In serata si giunge a Jima, la capitale del caffè che, per chi non lo sapesse, è una bevanda di culto in Etiopia. C'è anche la cerimonia del caffè, con l'incenso, ma io il caffè non lo bevo. L'albergo è nuovo di trinca, il primo di tanti alberghi di recentissima costruzione, di solito eretti dai cinesi che stanno monopolizzando il boom edilizio, dove pernotteremo. Incredibile ma vero c'è pure il wi-fi gratuito e ne approfitto per una breve connessione sul web.

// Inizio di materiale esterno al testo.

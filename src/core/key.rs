//! Key - Memory addresses
//!
//! Keys are hierarchical, path-like identifiers. Each key maps 1:1 to a
//! relative file path under the working root of its scope.
//!
//! # Examples
//! - `notes/todo`
//! - `projects/alpha/api.md`
//! - `hooks/commits/1a2b3c4`
//!
//! # Key Points
//! - Must match `^[A-Za-z0-9][A-Za-z0-9._/-]*$`
//! - Empty, `.` and `..` segments are rejected, so a key never escapes its
//!   root and maps to exactly one path

use std::fmt;
use std::path::PathBuf;
use std::sync::OnceLock;

use regex::Regex;
use serde::{Deserialize, Serialize};

use crate::error::{MemError, Result};

fn key_pattern() -> &'static Regex {
    static PATTERN: OnceLock<Regex> = OnceLock::new();
    PATTERN.get_or_init(|| {
        Regex::new(r"^[A-Za-z0-9][A-Za-z0-9._/-]*$").expect("key pattern is a valid regex")
    })
}

/// A validated memory key
#[derive(Debug, Clone, PartialEq, Eq, Hash, PartialOrd, Ord, Serialize, Deserialize)]
#[serde(try_from = "String", into = "String")]
pub struct Key(String);

impl Key {
    /// Parse and validate a key string
    ///
    /// # Examples
    /// ```
    /// use mem::core::key::Key;
    ///
    /// let key = Key::parse("notes/todo").unwrap();
    /// assert_eq!(key.segments().count(), 2);
    /// ```
    pub fn parse(s: &str) -> Result<Self> {
        if s.is_empty() || !key_pattern().is_match(s) {
            return Err(MemError::InvalidKey(s.to_string()));
        }

        if s.split('/').any(|seg| seg.is_empty() || seg == "." || seg == "..") {
            return Err(MemError::InvalidKey(s.to_string()));
        }

        Ok(Self(s.to_string()))
    }

    pub fn as_str(&self) -> &str {
        &self.0
    }

    /// Non-empty path segments
    pub fn segments(&self) -> impl Iterator<Item = &str> {
        self.0.split('/').filter(|s| !s.is_empty())
    }

    /// Last segment (leaf name)
    pub fn name(&self) -> &str {
        self.segments().last().unwrap_or(&self.0)
    }

    /// Parent key, if the key has more than one segment
    pub fn parent(&self) -> Option<Key> {
        let trimmed = self.0.trim_end_matches('/');
        let (parent, _) = trimmed.rsplit_once('/')?;
        let parent = parent.trim_end_matches('/');
        if parent.is_empty() {
            return None;
        }
        Some(Key(parent.to_string()))
    }

    /// Literal string prefix match (not segment aware)
    pub fn has_prefix(&self, prefix: &str) -> bool {
        self.0.starts_with(prefix)
    }

    /// Join a child path onto this key
    pub fn join(&self, child: &str) -> Result<Key> {
        let child = child.trim_start_matches('/');
        if child.is_empty() {
            return Ok(self.clone());
        }
        Key::parse(&format!("{}/{}", self.0.trim_end_matches('/'), child))
    }

    /// Relative filesystem path for this key
    pub fn to_rel_path(&self) -> PathBuf {
        self.segments().collect()
    }

    /// Key for a path relative to a working root, using `/` separators
    pub fn from_rel_path(rel: &std::path::Path) -> Result<Self> {
        let parts: Vec<String> = rel
            .components()
            .map(|c| c.as_os_str().to_string_lossy().into_owned())
            .collect();
        Key::parse(&parts.join("/"))
    }
}

impl fmt::Display for Key {
    fn fmt(&self, f: &mut fmt::Formatter<'_>) -> fmt::Result {
        f.write_str(&self.0)
    }
}

impl AsRef<str> for Key {
    fn as_ref(&self) -> &str {
        &self.0
    }
}

impl TryFrom<&str> for Key {
    type Error = MemError;

    fn try_from(s: &str) -> Result<Self> {
        Key::parse(s)
    }
}

impl TryFrom<String> for Key {
    type Error = MemError;

    fn try_from(s: String) -> Result<Self> {
        Key::parse(&s)
    }
}

impl From<Key> for String {
    fn from(key: Key) -> Self {
        key.0
    }
}

#[cfg(test)]
mod tests {
    use super::*;

    #[test]
    fn test_parse_simple() {
        let key = Key::parse("notes/alpha/todo").unwrap();
        assert_eq!(key.segments().collect::<Vec<_>>(), vec!["notes", "alpha", "todo"]);
        assert_eq!(key.as_str(), "notes/alpha/todo");
    }

    #[test]
    fn test_valid_characters() {
        assert!(Key::parse("a").is_ok());
        assert!(Key::parse("A1/b_c/d-e/f.md").is_ok());
        assert!(Key::parse("0day").is_ok());
    }

    #[test]
    fn test_empty_key_error() {
        assert!(matches!(Key::parse(""), Err(MemError::InvalidKey(_))));
    }

    #[test]
    fn test_invalid_first_character() {
        assert!(Key::parse("/abs").is_err());
        assert!(Key::parse(".hidden").is_err());
        assert!(Key::parse("-dash").is_err());
        assert!(Key::parse("_under").is_err());
    }

    #[test]
    fn test_invalid_characters() {
        assert!(Key::parse("my key").is_err());
        assert!(Key::parse("a/b!c").is_err());
        assert!(Key::parse("a\\b").is_err());
        assert!(Key::parse("a/b\n").is_err());
    }

    #[test]
    fn test_dot_segments_rejected() {
        assert!(Key::parse("a/../b").is_err());
        assert!(Key::parse("a/./b").is_err());
        assert!(Key::parse("a/..").is_err());
        // dots inside a segment are fine
        assert!(Key::parse("a/..b").is_ok());
    }

    #[test]
    fn test_empty_segments_rejected() {
        assert!(matches!(Key::parse("a//b"), Err(MemError::InvalidKey(_))));
        assert!(matches!(Key::parse("a/"), Err(MemError::InvalidKey(_))));
        assert!(Key::parse("a/b").is_ok());
    }

    #[test]
    fn test_name_and_parent() {
        let key = Key::parse("a/b/c").unwrap();
        assert_eq!(key.name(), "c");
        let parent = key.parent().unwrap();
        assert_eq!(parent.as_str(), "a/b");
        assert_eq!(parent.parent().unwrap().as_str(), "a");
        assert!(parent.parent().unwrap().parent().is_none());
    }

    #[test]
    fn test_literal_prefix_is_not_segment_aware() {
        let key = Key::parse("projectx/notes").unwrap();
        assert!(key.has_prefix("project"));
        assert!(key.has_prefix(""));
        assert!(!key.has_prefix("notes"));
    }

    #[test]
    fn test_join() {
        let key = Key::parse("hooks/commits").unwrap();
        assert_eq!(key.join("abc1234").unwrap().as_str(), "hooks/commits/abc1234");
        assert_eq!(key.join("").unwrap(), key);
        assert!(key.join("bad name").is_err());
    }

    #[test]
    fn test_rel_path_round_trip() {
        let key = Key::parse("a/b/c.txt").unwrap();
        let rel = key.to_rel_path();
        assert_eq!(Key::from_rel_path(&rel).unwrap(), key);
    }

    #[test]
    fn test_serde_validates() {
        let key: Key = serde_json::from_str("\"a/b\"").unwrap();
        assert_eq!(key.as_str(), "a/b");
        assert!(serde_json::from_str::<Key>("\"bad key\"").is_err());
    }
}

Sarà un'illusoria immagine di un'Etiopia moderna che non c'è ancora: dal giorno dopo e per una settimana intera l'unico modo per contattare il mondo sarà il telefono satellitare della guida.

 

3° giorno

Attraversiamo il territorio abitato dai Gurage, un popolo dai costumi ormai moderni ma che vive ancora in belle capanne dal tetto alto. Entriamo a vederne una, dentro c'è la donna che prepara il caffè, tostando i chicchi in una specie di padella. Mentre siamo a sedere sentiamo dei colpi di tosse provenire dalle nostre spalle: non ce n'eravamo accorti, ma il padrone di casa è steso dietro di noi, scosso da colpi regolari di tosse. "Che cos'ha?" chiede la nostra guida. Non si sa, forse la malaria. "E perché non lo portano all'ospedale?". Perché costa, sia andarci che farsi curare. Alla fine, quando ormai sarà talmente grave da non poter più fare nulla, si decideranno a portarglielo, spendendo così anche gli ultimi soldi...

 

Incidente stradale

Incidente stradale- Archivio Fotografio Pianeta Gaia

 

Arriviamo a Wushwush, terra di piantagioni di tè. Scendo dall'auto, la piantagione è lì, a bordo strada, mi inoltro di un paio di metri, non di più, scatto un paio di foto e torno sulla strada. Sento qualcosa che punge, in una gamba. Mi guardo e non vedo nulla. Penso: "Sarà qualche spino che è rimasto attaccato ai pantaloni...". Sento un altra puntura, in un altro punto della gamba. Poi un altra. Allora, in barba al galateo, mi abbasso i pantaloni e vedo tre formiconi che mi stanno mordendo la coscia. Le strappo una ad una e le butto via. Rapida ispezione: pare non ce ne siano più. Ahia, ne ho una sulla schiena e devo ricorrere ad uno dei miei compagni di viaggio per liberarmene. Giungiamo a Bebeka, dove c'è una piantagione di caffè statale, uno dei prodotti più importanti del paese, non prima di aver visto per strada almeno un paio di autobus usciti di strada in malo modo (è il terzo in 2 giorni). Si pernotta nelle casette costruite apposta per il personale, noi in quelle riservate ai dirigenti. Per essere spaziose sono spaziose, e anche dotate di una piacevole veranda dove ceniamo, il resto però è davvero basico: l'acqua che esce dai rubinetti ha lo stesso colore della bevanda i cui chicchi vengono lì coltivati, non c'è zanzariera (e allora userò la mia da viaggio) e per tutta la cena un pipistrello ci svolazza sopra la testa, facendo decine di circumnavigazioni della casetta. Cena a base di pollo, uno dei due che dalla partenza era issato sul portapacchi della jeep del cuoco e che vedevamo svolazzare col piede legato alle taniche di scorta di carburante: ora l'altro è solo, chissà se si sarà reso conto che la sua fine si appresta. Almeno chiude in bellezza: prima di passare a miglior vita vede, come noi turisti, dei lussureggianti paesaggi. Da queste parti è tutto molto verde.

 

continua...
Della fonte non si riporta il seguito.